Deve-se pois lembrar que o uso pragmático de expressões típicas madeirenses muda consoante os vários lugares da ilha – há expressões muito típicas do sul, outras bastante próprias do norte, e assim por diante. Há, também, quem no norte nunca tenha ouvido certas expressões do sul. Vale recordar que muitas das expressões tradicionais que vamos elencar se desenvolveram em épocas idas, que remontam ao início do século XX, em que pequenos feudos floresciam em vários pontos isolados da ilha. A comunicação entre um lado e outro da ilha ressentia-se disso porque, como se sabe, deslocar da vertente oeste para a este implicava, na impossibilidade de haver carro próprio, atravessar a ilha de ferry marítimo para chegar ao Funchal (quando nos reportamos há 60 anos, por exemplo, não era nada frequente as famílias terem carro próprio, sobretudo as mais isoladas da cidade – podemos dizer com certa unanimidade que os automóveis começaram a expandir na ilha lá pelos finais dos anos 70).

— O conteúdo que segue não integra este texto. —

//! Scrim: incremental world-state reconstruction for recorded grid-strategy
//! matches.
//!
//! This is the facade crate re-exporting the public API of every Scrim
//! sub-crate.
//!
//! # Quick start
//!
//! ```rust
//! use scrim::prelude::*;
//!
//! let game = GameHeader {
//!     teams: vec![TeamRecord { team_id: 1, ..TeamRecord::default() }],
//!     ..GameHeader::default()
//! };
//! let header = MatchHeader {
//!     map: MapRecord {
//!         max_corner: Location::new(4, 4),
//!         ..MapRecord::default()
//!     },
//!     max_rounds: 100,
//! };
//!
//! let mut timeline = Timeline::bootstrap(&game, &header, PlaybackConfig::default()).unwrap();
//! for round in 1..=3 {
//!     timeline.push_delta(TurnDelta::empty(round)).unwrap();
//! }
//! timeline.seek(3).unwrap();
//! assert_eq!(timeline.current().turn(), 3);
//! assert_eq!(timeline.current().map_stats().lead.len(), 16);
//! ```
//!
//! # Modules
//!
//! | Module | Sub-crate | Contents |
//! |--------|-----------|----------|
//! | [`types`] | `scrim-core` | Ids, kind enums, header and delta records |
//! | [`store`] | `scrim-store` | Columnar entity store |
//! | [`space`] | `scrim-space` | Grid dimensions and in-place transforms |
//! | [`world`] | `scrim-world` | Snapshot, bootstrap and turn application |
//! | [`replay`] | `scrim-replay` | Checkpointed seeking, hashing, comparison |

#![deny(missing_docs)]
#![deny(rustdoc::broken_intra_doc_links)]
#![forbid(unsafe_code)]

/// Ids, kind enums and decoded records (`scrim-core`).
pub use scrim_core as types;

/// Columnar entity store (`scrim-store`).
pub use scrim_store as store;

/// Grid dimensions and transforms (`scrim-space`).
pub use scrim_space as space;

/// World snapshot and the turn-application engine (`scrim-world`).
///
/// [`world::GameWorld`] is also in the [`prelude`].
pub use scrim_world as world;

/// Checkpointed seeking and snapshot verification (`scrim-replay`).
pub use scrim_replay as replay;

/// Common imports for driving a replay.
pub mod prelude {
    // Records
    pub use scrim_core::{
        ActionKind, BodyId, BodyType, GameHeader, Location, MapRecord, MatchHeader, TeamId,
        TeamRecord, TurnDelta,
    };

    // World
    pub use scrim_world::{
        BodyColumn, BootstrapError, BoundsPolicy, GameWorld, PlaybackConfig, PlaybackError,
        TurnSummary,
    };

    // Replay
    pub use scrim_replay::{compare_worlds, world_hash, ReplayError, Timeline};
}
//! Action dispatch.
//!
//! Every action except the map-wide vortex needs a live actor. When the
//! actor is gone the row is skipped entirely, so a dangling entry never
//! touches any other body.

use scrim_core::{level_index, ActionKind, Actions, BodyType, TeamId, MAX_LEVEL};
use scrim_space::GridTransform;
use tracing::{debug, info, trace, warn};

use crate::apply::{group_rows, RowCounts};
use crate::schema::BodyColumn;
use crate::world::GameWorld;

/// How much of the target an action records on its actor.
#[derive(Clone, Copy, PartialEq, Eq)]
enum Record {
    ActionOnly,
    TargetAndPosition,
}

impl GameWorld {
    pub(crate) fn apply_actions(&mut self, group: &Actions) -> RowCounts {
        let n = group_rows("actions", group.rows(), group.is_ragged());
        let mut counts = RowCounts::default();

        for i in 0..n {
            let actor = group.ids[i];
            let raw = group.kinds[i];
            let target = group.targets[i];

            let Some(kind) = ActionKind::from_raw(raw) else {
                debug!(target: "scrim::apply", actor, raw, "unrecognised action kind");
                counts.skipped += 1;
                continue;
            };

            if kind == ActionKind::Vortex {
                self.apply_vortex(target);
                counts.applied += 1;
                continue;
            }
            if kind == ActionKind::DieException {
                info!(
                    target: "scrim::apply",
                    actor,
                    target_id = target,
                    "robot threw an exception"
                );
                counts.applied += 1;
                continue;
            }

            let Some(row) = self.bodies.index_of(actor) else {
                trace!(target: "scrim::apply", actor, ?kind, "action by body that is not alive");
                counts.skipped += 1;
                continue;
            };

            match kind {
                ActionKind::Attack | ActionKind::Repair => {
                    self.record_action(row, actor, kind, target, Record::TargetAndPosition);
                }
                ActionKind::LocalAbyss
                | ActionKind::LocalCharge
                | ActionKind::LocalFury
                | ActionKind::Transmute => {
                    self.record_action(row, actor, kind, target, Record::ActionOnly);
                }
                ActionKind::Transform => {
                    self.record_action(row, actor, kind, target, Record::ActionOnly);
                    let portable = self.bodies.value_at(row, BodyColumn::Portable);
                    self.bodies.set_at(row, BodyColumn::Portable, 1 - portable);
                }
                ActionKind::Mutate => {
                    self.record_action(row, actor, kind, target, Record::ActionOnly);
                    self.mutate(row, actor);
                }
                ActionKind::SpawnUnit => {
                    self.record_action(row, actor, kind, target, Record::ActionOnly);
                    match self.bodies.index_of(target) {
                        Some(child) => self.bodies.set_at(child, BodyColumn::Parent, actor),
                        None => trace!(
                            target: "scrim::apply",
                            actor,
                            target_id = target,
                            "spawned unit not alive"
                        ),
                    }
                }
                ActionKind::ChangeHealth => self.change_health(row, actor, target),
                ActionKind::FullyRepaired => self.bodies.set_at(row, BodyColumn::Prototype, 0),
                ActionKind::MineLead
                | ActionKind::MineGold
                | ActionKind::Abyss
                | ActionKind::Charge
                | ActionKind::Fury
                | ActionKind::Vortex
                | ActionKind::DieException => {}
            }
            counts.applied += 1;
        }
        counts
    }

    /// Store the action on its actor and schedule the reset for next turn.
    fn record_action(
        &mut self,
        row: usize,
        actor: i32,
        kind: ActionKind,
        target: i32,
        record: Record,
    ) {
        self.bodies.set_at(row, BodyColumn::Action, kind.raw());
        if record == Record::TargetAndPosition {
            self.bodies.set_at(row, BodyColumn::Target, target);
            match self.bodies.index_of(target) {
                Some(t) => {
                    let x = self.bodies.value_at(t, BodyColumn::X);
                    let y = self.bodies.value_at(t, BodyColumn::Y);
                    self.bodies.set_at(row, BodyColumn::TargetX, x);
                    self.bodies.set_at(row, BodyColumn::TargetY, y);
                }
                None => trace!(
                    target: "scrim::apply",
                    actor,
                    target_id = target,
                    "action target not alive"
                ),
            }
        }
        self.action_robots.push(actor);
    }

    fn mutate(&mut self, row: usize, actor: i32) {
        let level = self.bodies.value_at(row, BodyColumn::Level);
        let Ok(from) = level_index(level) else {
            warn!(target: "scrim::apply", actor, level, "mutate from invalid level");
            return;
        };
        if level >= MAX_LEVEL {
            warn!(target: "scrim::apply", actor, level, "mutate past max level");
            return;
        }
        let hp = self.bodies.value_at(row, BodyColumn::Hp);
        let team = self.bodies.value_at(row, BodyColumn::Team);
        let raw_type = self.bodies.value_at(row, BodyColumn::Type);
        if let (Some(stats), Ok(body_type)) = (
            self.team_stats.get_mut(&TeamId(team)),
            BodyType::from_raw(raw_type),
        ) {
            let negative = stats.adjust(body_type, from, -1, -hp);
            stats.adjust(body_type, from + 1, 1, hp);
            if negative {
                debug!(target: "scrim::apply", actor, team, "team stat bucket went negative");
            }
        }
        self.bodies.set_at(row, BodyColumn::Level, level + 1);
    }

    fn change_health(&mut self, row: usize, actor: i32, delta: i32) {
        let hp = self.bodies.value_at(row, BodyColumn::Hp);
        self.bodies.set_at(row, BodyColumn::Hp, hp.wrapping_add(delta));

        let team = self.bodies.value_at(row, BodyColumn::Team);
        let raw_type = self.bodies.value_at(row, BodyColumn::Type);
        let level = self.bodies.value_at(row, BodyColumn::Level);
        let Some(stats) = self.team_stats.get_mut(&TeamId(team)) else {
            return;
        };
        match (BodyType::from_raw(raw_type), level_index(level)) {
            (Ok(body_type), Ok(bucket)) => {
                if stats.adjust(body_type, bucket, 0, delta) {
                    debug!(target: "scrim::apply", actor, team, "team stat bucket went negative");
                }
            }
            _ => warn!(
                target: "scrim::apply",
                actor,
                raw_type,
                level,
                "health change without stat bucket"
            ),
        }
    }

    fn apply_vortex(&mut self, selector: i32) {
        let Some(transform) = GridTransform::from_raw(selector) else {
            warn!(target: "scrim::apply", selector, "unknown vortex transform");
            return;
        };
        let dims = self.map_stats.dims;
        if let Err(err) = transform.apply(&mut self.map_stats.rubble, dims) {
            warn!(target: "scrim::apply", ?transform, %err, "vortex not applied");
        }
    }
}

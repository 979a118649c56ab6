//! Column layouts of the snapshot's entity stores.

use scrim_store::{ColumnKey, ColumnKind, ColumnSpec, EntityStore, Schema};

/// Declares a column enum and a [`Schema`] for it.
macro_rules! schema {
    (
        $(#[$meta:meta])*
        $schema:ident, $column:ident, $name:literal {
            $($(#[$cmeta:meta])* $variant:ident => $cname:literal : $kind:ident),+ $(,)?
        }
    ) => {
        #[doc = concat!("Columns of the `", $name, "` store.")]
        #[derive(Clone, Copy, Debug, PartialEq, Eq, Hash)]
        pub enum $column {
            $($(#[$cmeta])* $variant),+
        }

        impl ColumnKey for $column {
            fn position(self) -> usize {
                self as usize
            }
        }

        $(#[$meta])*
        #[derive(Clone, Copy, Debug)]
        pub struct $schema;

        impl Schema for $schema {
            type Column = $column;
            const NAME: &'static str = $name;
            const COLUMNS: &'static [ColumnSpec<$column>] = &[
                $(ColumnSpec {
                    column: $column::$variant,
                    name: $cname,
                    kind: ColumnKind::$kind,
                }),+
            ];
        }
    };
}

schema! {
    /// Live bodies.
    BodySchema, BodyColumn, "bodies" {
        /// Owning team (0 = neutral).
        Team => "team": I8,
        /// Raw body type.
        Type => "type": I8,
        /// Map-relative x.
        X => "x": I32,
        /// Map-relative y.
        Y => "y": I32,
        /// Bytecodes used in the most recent report.
        BytecodesUsed => "bytecodes_used": I32,
        /// Raw action performed this turn, -1 for none.
        Action => "action": I8,
        /// Action target.
        Target => "target": I32,
        /// Target x at the time of the action.
        TargetX => "target_x": I32,
        /// Target y at the time of the action.
        TargetY => "target_y": I32,
        /// Id of the body that spawned this one, 0 for none.
        Parent => "parent": I32,
        /// Hit points.
        Hp => "hp": I32,
        /// Upgrade level, 1..=3.
        Level => "level": I8,
        /// Building is packed for transport.
        Portable => "portable": I8,
        /// Building is under construction.
        Prototype => "prototype": I8,
        /// Pending bid (legacy).
        Bid => "bid": I32,
    }
}

schema! {
    /// Bodies that died during the most recent turn, at their last position.
    DiedSchema, DiedColumn, "died_bodies" {
        /// Last x.
        X => "x": I32,
        /// Last y.
        Y => "y": I32,
    }
}

schema! {
    /// Indicator dots of the most recent turn, keyed by batch position.
    DotSchema, DotColumn, "indicator_dots" {
        /// Emitting body.
        Body => "body": I32,
        /// Dot x.
        X => "x": I32,
        /// Dot y.
        Y => "y": I32,
        /// Red channel.
        Red => "red": I32,
        /// Green channel.
        Green => "green": I32,
        /// Blue channel.
        Blue => "blue": I32,
    }
}

schema! {
    /// Indicator lines of the most recent turn, keyed by batch position.
    LineSchema, LineColumn, "indicator_lines" {
        /// Emitting body.
        Body => "body": I32,
        /// Start x.
        StartX => "start_x": I32,
        /// Start y.
        StartY => "start_y": I32,
        /// End x.
        EndX => "end_x": I32,
        /// End y.
        EndY => "end_y": I32,
        /// Red channel.
        Red => "red": I32,
        /// Green channel.
        Green => "green": I32,
        /// Blue channel.
        Blue => "blue": I32,
    }
}

/// Store of live bodies.
pub type BodyStore = EntityStore<BodySchema>;
/// Store of bodies that died this turn.
pub type DiedStore = EntityStore<DiedSchema>;
/// Store of this turn's indicator dots.
pub type DotStore = EntityStore<DotSchema>;
/// Store of this turn's indicator lines.
pub type LineStore = EntityStore<LineSchema>;

#[cfg(test)]
mod tests {
    use super::*;

    fn positions_match<S: Schema>() -> bool {
        S::COLUMNS
            .iter()
            .enumerate()
            .all(|(i, spec)| spec.column.position() == i)
    }

    #[test]
    fn column_tables_are_in_position_order() {
        assert!(positions_match::<BodySchema>());
        assert!(positions_match::<DiedSchema>());
        assert!(positions_match::<DotSchema>());
        assert!(positions_match::<LineSchema>());
    }

    #[test]
    fn body_flags_are_narrow() {
        let store = BodyStore::new();
        assert_eq!(store.column_kind(BodyColumn::Action), ColumnKind::I8);
        assert_eq!(store.column_kind(BodyColumn::Hp), ColumnKind::I32);
        assert_eq!(BodySchema::column_name(BodyColumn::TargetX), "target_x");
    }
}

Visitar certas partes da ilha não deixava de ser uma aventura de expedição! Devido ao relevo, é uma ilha de micro climas, pelo que podemos falar em micro dialectos. Por estas razões, é natural que certas expressões e falares típicos se tenham entretecido de modo micro, consignados a cada localidade, por oposição a um crescimento macro de expressões alargadas a toda a região. Um raciocínio semelhante vale para a variedade de sotaques em toda a ilha que surpreende o turista.

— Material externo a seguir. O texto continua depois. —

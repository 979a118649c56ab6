//! Spawning and removing bodies, with the matching team-stat updates.

use indexmap::IndexSet;
use scrim_core::{level_index, BodyType, SpawnedBodies, TeamId};
use scrim_store::{ColumnBatch, StoreError};
use tracing::{debug, trace, warn};

use crate::apply::{group_rows, RowCounts};
use crate::schema::{BodyColumn, DiedColumn};
use crate::world::GameWorld;

impl GameWorld {
    /// Insert a spawn batch: level 1, no action, full health for the
    /// type, prototype if it is a non-archon building. Each inserted body
    /// is counted in its team's level-1 bucket.
    ///
    /// Ids already alive (or repeated in the batch) are skipped.
    pub(crate) fn insert_bodies(&mut self, group: &SpawnedBodies) -> Result<RowCounts, StoreError> {
        let n = group_rows("spawned_bodies", group.rows(), group.is_ragged());
        let mut counts = RowCounts::default();
        let mut seen = IndexSet::with_capacity(n);

        let mut ids = Vec::with_capacity(n);
        let mut teams = Vec::with_capacity(n);
        let mut types = Vec::with_capacity(n);
        let mut xs = Vec::with_capacity(n);
        let mut ys = Vec::with_capacity(n);
        let mut hps = Vec::with_capacity(n);
        let mut prototypes = Vec::with_capacity(n);

        for i in 0..n {
            let id = group.ids[i];
            if self.bodies.contains(id) || !seen.insert(id) {
                warn!(target: "scrim::apply", id, "spawned id already alive, skipping");
                counts.skipped += 1;
                continue;
            }
            let team = group.teams[i];
            let raw_type = group.types[i];

            let (hp, prototype) = match BodyType::from_raw(raw_type) {
                Ok(body_type) => {
                    let hp = self
                        .meta
                        .body_type(body_type)
                        .map_or(0, |info| info.health[0]);
                    if let Some(stats) = self.team_stats.get_mut(&TeamId(team)) {
                        stats.adjust(body_type, 0, 1, hp);
                    }
                    (hp, i32::from(body_type.spawns_as_prototype()))
                }
                Err(err) => {
                    warn!(target: "scrim::apply", id, %err, "spawned body has no known type");
                    (0, 0)
                }
            };

            ids.push(id);
            teams.push(team);
            types.push(raw_type);
            xs.push(group.xs[i]);
            ys.push(group.ys[i]);
            hps.push(hp);
            prototypes.push(prototype);
            counts.applied += 1;
        }

        let len = ids.len();
        let batch = ColumnBatch::new(ids)
            .with(BodyColumn::Team, teams)
            .with(BodyColumn::Type, types)
            .with(BodyColumn::X, xs)
            .with(BodyColumn::Y, ys)
            .with(BodyColumn::Action, vec![-1; len])
            .with(BodyColumn::Hp, hps)
            .with(BodyColumn::Level, vec![1; len])
            .with(BodyColumn::Prototype, prototypes);
        self.bodies.insert_bulk(&batch)?;
        Ok(counts)
    }

    /// Replace the died store with this turn's deaths and remove them
    /// from the live store, decrementing team stats first.
    pub(crate) fn remove_dead(&mut self, died_ids: &[i32]) -> Result<RowCounts, StoreError> {
        self.died_bodies.clear();
        let mut counts = RowCounts::default();
        if died_ids.is_empty() {
            return Ok(counts);
        }

        let unique: Vec<i32> = died_ids
            .iter()
            .copied()
            .collect::<IndexSet<i32>>()
            .into_iter()
            .collect();
        let rows = self.bodies.lookup_indices(&unique);

        let mut ids = Vec::with_capacity(unique.len());
        let mut xs = Vec::with_capacity(unique.len());
        let mut ys = Vec::with_capacity(unique.len());

        for (&id, row) in unique.iter().zip(rows) {
            let Some(row) = row else {
                trace!(target: "scrim::apply", id, "died id not alive");
                counts.skipped += 1;
                continue;
            };
            let team = self.bodies.value_at(row, BodyColumn::Team);
            if let Some(stats) = self.team_stats.get_mut(&TeamId(team)) {
                let raw_type = self.bodies.value_at(row, BodyColumn::Type);
                let level = self.bodies.value_at(row, BodyColumn::Level);
                let hp = self.bodies.value_at(row, BodyColumn::Hp);
                match (BodyType::from_raw(raw_type), level_index(level)) {
                    (Ok(body_type), Ok(bucket)) => {
                        if stats.adjust(body_type, bucket, -1, -hp) {
                            debug!(
                                target: "scrim::apply",
                                id,
                                team,
                                "team stat bucket went negative"
                            );
                        }
                    }
                    _ => warn!(
                        target: "scrim::apply",
                        id,
                        raw_type,
                        level,
                        "dead body has no stat bucket"
                    ),
                }
            }
            ids.push(id);
            xs.push(self.bodies.value_at(row, BodyColumn::X));
            ys.push(self.bodies.value_at(row, BodyColumn::Y));
            counts.applied += 1;
        }

        self.bodies.delete_bulk(&ids);
        let batch = ColumnBatch::new(ids)
            .with(DiedColumn::X, xs)
            .with(DiedColumn::Y, ys);
        self.died_bodies.insert_bulk(&batch)?;
        Ok(counts)
    }
}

Vamos, então, ensinar como se falava há muitas décadas na ilha da Madeira (nos locais mais remotos da ilha pode ser que ainda se empreguem estes exemplos). Pelo pouco que é retido hoje na expressão oral destes modos mais vetustos, é nosso dever relembrar e chamar a atenção para a memória que eles trazem de um modo de vida campesino, lúdico e despretensioso.

Diálogos madeirenses

Propomos para leitura dois episódios que forjámos a título representativo para melhor ilustrarmos os diálogos, o de uma avó com a sua neta, e o de um indivíduo perante as vicissitudes de um amigo atordoado após uma bulha (fica a sugestão de pensarmos estes diálogos situados em analepse, talvez no princípio dos anos 90 do século XX, para que a sua absorção em leitura possa ser mais fácil). Impõe-se-nos, ainda, prevenir o leitor de que o falar madeirense é caracteristicamente recheado de anástrofes, o que amplifica a sua expressão exótica, e, não menos importante, os gerúndios são usados com grande frequência. Também, embora tenhamos escolhido subtrair o pleonasmo dos diálogos, o pleonasmo é um recurso recorrente de língua falada, sobretudo no que diz respeito aos advérbios de lugar e tempo e pronomes demonstrativos.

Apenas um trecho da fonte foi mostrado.